**PROMPT:** The data below is to be set down exactly.

**DATA FOR PROCESSING:**
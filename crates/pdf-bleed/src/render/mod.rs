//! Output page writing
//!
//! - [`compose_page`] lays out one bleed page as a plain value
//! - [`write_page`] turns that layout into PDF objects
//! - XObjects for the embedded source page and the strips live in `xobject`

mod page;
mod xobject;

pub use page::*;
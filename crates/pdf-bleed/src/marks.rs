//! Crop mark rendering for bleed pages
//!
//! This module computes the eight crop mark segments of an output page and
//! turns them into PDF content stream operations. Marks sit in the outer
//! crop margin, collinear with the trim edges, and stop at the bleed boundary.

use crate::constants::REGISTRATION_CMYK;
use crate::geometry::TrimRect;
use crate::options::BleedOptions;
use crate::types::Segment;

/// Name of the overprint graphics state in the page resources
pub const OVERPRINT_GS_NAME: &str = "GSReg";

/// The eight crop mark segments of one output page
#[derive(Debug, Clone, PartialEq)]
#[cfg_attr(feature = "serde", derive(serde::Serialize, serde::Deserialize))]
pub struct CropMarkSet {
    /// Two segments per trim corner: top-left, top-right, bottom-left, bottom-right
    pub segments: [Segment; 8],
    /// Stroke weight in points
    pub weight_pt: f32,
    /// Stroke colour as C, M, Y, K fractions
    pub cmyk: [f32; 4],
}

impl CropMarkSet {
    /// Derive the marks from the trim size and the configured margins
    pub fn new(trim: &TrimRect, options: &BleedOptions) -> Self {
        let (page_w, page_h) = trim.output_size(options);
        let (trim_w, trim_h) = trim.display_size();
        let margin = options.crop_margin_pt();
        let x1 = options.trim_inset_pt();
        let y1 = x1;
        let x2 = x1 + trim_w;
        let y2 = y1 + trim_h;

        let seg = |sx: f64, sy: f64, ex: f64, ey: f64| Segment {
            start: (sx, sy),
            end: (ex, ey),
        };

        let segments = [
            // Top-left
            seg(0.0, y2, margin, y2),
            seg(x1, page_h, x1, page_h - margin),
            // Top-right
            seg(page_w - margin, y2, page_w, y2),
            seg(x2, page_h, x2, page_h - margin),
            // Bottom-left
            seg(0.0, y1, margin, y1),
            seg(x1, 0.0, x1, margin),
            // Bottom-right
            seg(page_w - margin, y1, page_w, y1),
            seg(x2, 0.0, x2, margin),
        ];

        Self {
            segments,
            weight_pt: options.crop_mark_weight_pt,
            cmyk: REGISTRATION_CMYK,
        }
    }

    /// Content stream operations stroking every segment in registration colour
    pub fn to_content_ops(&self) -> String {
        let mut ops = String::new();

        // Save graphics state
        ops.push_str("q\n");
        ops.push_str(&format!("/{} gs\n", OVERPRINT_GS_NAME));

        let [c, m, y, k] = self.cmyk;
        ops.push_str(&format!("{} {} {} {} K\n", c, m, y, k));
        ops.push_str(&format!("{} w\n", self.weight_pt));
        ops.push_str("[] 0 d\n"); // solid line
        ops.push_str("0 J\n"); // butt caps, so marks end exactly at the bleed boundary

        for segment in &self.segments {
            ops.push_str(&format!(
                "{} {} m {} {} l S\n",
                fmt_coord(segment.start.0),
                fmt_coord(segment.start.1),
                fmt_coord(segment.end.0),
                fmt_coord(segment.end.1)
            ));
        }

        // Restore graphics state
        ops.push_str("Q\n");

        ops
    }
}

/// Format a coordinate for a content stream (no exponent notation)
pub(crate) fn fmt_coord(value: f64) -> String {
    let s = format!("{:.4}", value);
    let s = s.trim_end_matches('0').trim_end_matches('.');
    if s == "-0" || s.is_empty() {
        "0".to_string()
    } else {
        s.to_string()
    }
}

**WORKED SOLUTION:**
filename crates/pdf-bleed/src/render/mod.rs
//! Output page writing
//!
//! - [`compose_page`] lays out one bleed page as a plain value
//! - [`write_page`] turns that layout into PDF objects
//! - XObjects for the embedded source page and the strips live in `xobject`

mod page;
mod xobject;

pub use page::*;
filename crates/pdf-bleed/src/marks.rs
//! Crop mark rendering for bleed pages
//!
//! This module computes the eight crop mark segments of an output page and
//! turns them into PDF content stream operations. Marks sit in the outer
//! crop margin, collinear with the trim edges, and stop at the bleed boundary.

use crate::constants::REGISTRATION_CMYK;
use crate::geometry::TrimRect;
use crate::options::BleedOptions;
use crate::types::Segment;

/// Name of the overprint graphics state in the page resources
pub const OVERPRINT_GS_NAME: &str = "GSReg";

/// The eight crop mark segments of one output page
#[derive(Debug, Clone, PartialEq)]
#[cfg_attr(feature = "serde", derive(serde::Serialize, serde::Deserialize))]
pub struct CropMarkSet {
    /// Two segments per trim corner: top-left, top-right, bottom-left, bottom-right
    pub segments: [Segment; 8],
    /// Stroke weight in points
    pub weight_pt: f32,
    /// Stroke colour as C, M, Y, K fractions
    pub cmyk: [f32; 4],
}

impl CropMarkSet {
    /// Derive the marks from the trim size and the configured margins
    pub fn new(trim: &TrimRect, options: &BleedOptions) -> Self {
        let (page_w, page_h) = trim.output_size(options);
        let (trim_w, trim_h) = trim.display_size();
        let margin = options.crop_margin_pt();
        let x1 = options.trim_inset_pt();
        let y1 = x1;
        let x2 = x1 + trim_w;
        let y2 = y1 + trim_h;

        let seg = |sx: f64, sy: f64, ex: f64, ey: f64| Segment {
            start: (sx, sy),
            end: (ex, ey),
        };

        let segments = [
            // Top-left
            seg(0.0, y2, margin, y2),
            seg(x1, page_h, x1, page_h - margin),
            // Top-right
            seg(page_w - margin, y2, page_w, y2),
            seg(x2, page_h, x2, page_h - margin),
            // Bottom-left
            seg(0.0, y1, margin, y1),
            seg(x1, 0.0, x1, margin),
            // Bottom-right
            seg(page_w - margin, y1, page_w, y1),
            seg(x2, 0.0, x2, margin),
        ];

        Self {
            segments,
            weight_pt: options.crop_mark_weight_pt,
            cmyk: REGISTRATION_CMYK,
        }
    }

    /// Content stream operations stroking every segment in registration colour
    pub fn to_content_ops(&self) -> String {
        let mut ops = String::new();

        // Save graphics state
        ops.push_str("q\n");
        ops.push_str(&format!("/{} gs\n", OVERPRINT_GS_NAME));

        let [c, m, y, k] = self.cmyk;
        ops.push_str(&format!("{} {} {} {} K\n", c, m, y, k));
        ops.push_str(&format!("{} w\n", self.weight_pt));
        ops.push_str("[] 0 d\n"); // solid line
        ops.push_str("0 J\n"); // butt caps, so marks end exactly at the bleed boundary

        for segment in &self.segments {
            ops.push_str(&format!(
                "{} {} m {} {} l S\n",
                fmt_coord(segment.start.0),
                fmt_coord(segment.start.1),
                fmt_coord(segment.end.0),
                fmt_coord(segment.end.1)
            ));
        }

        // Restore graphics state
        ops.push_str("Q\n");

        ops
    }
}

/// Format a coordinate for a content stream (no exponent notation)
pub(crate) fn fmt_coord(value: f64) -> String {
    let s = format!("{:.4}", value);
    let s = s.trim_end_matches('0').trim_end_matches('.');
    if s == "-0" || s.is_empty() {
        "0".to_string()
    } else {
        s.to_string()
    }
}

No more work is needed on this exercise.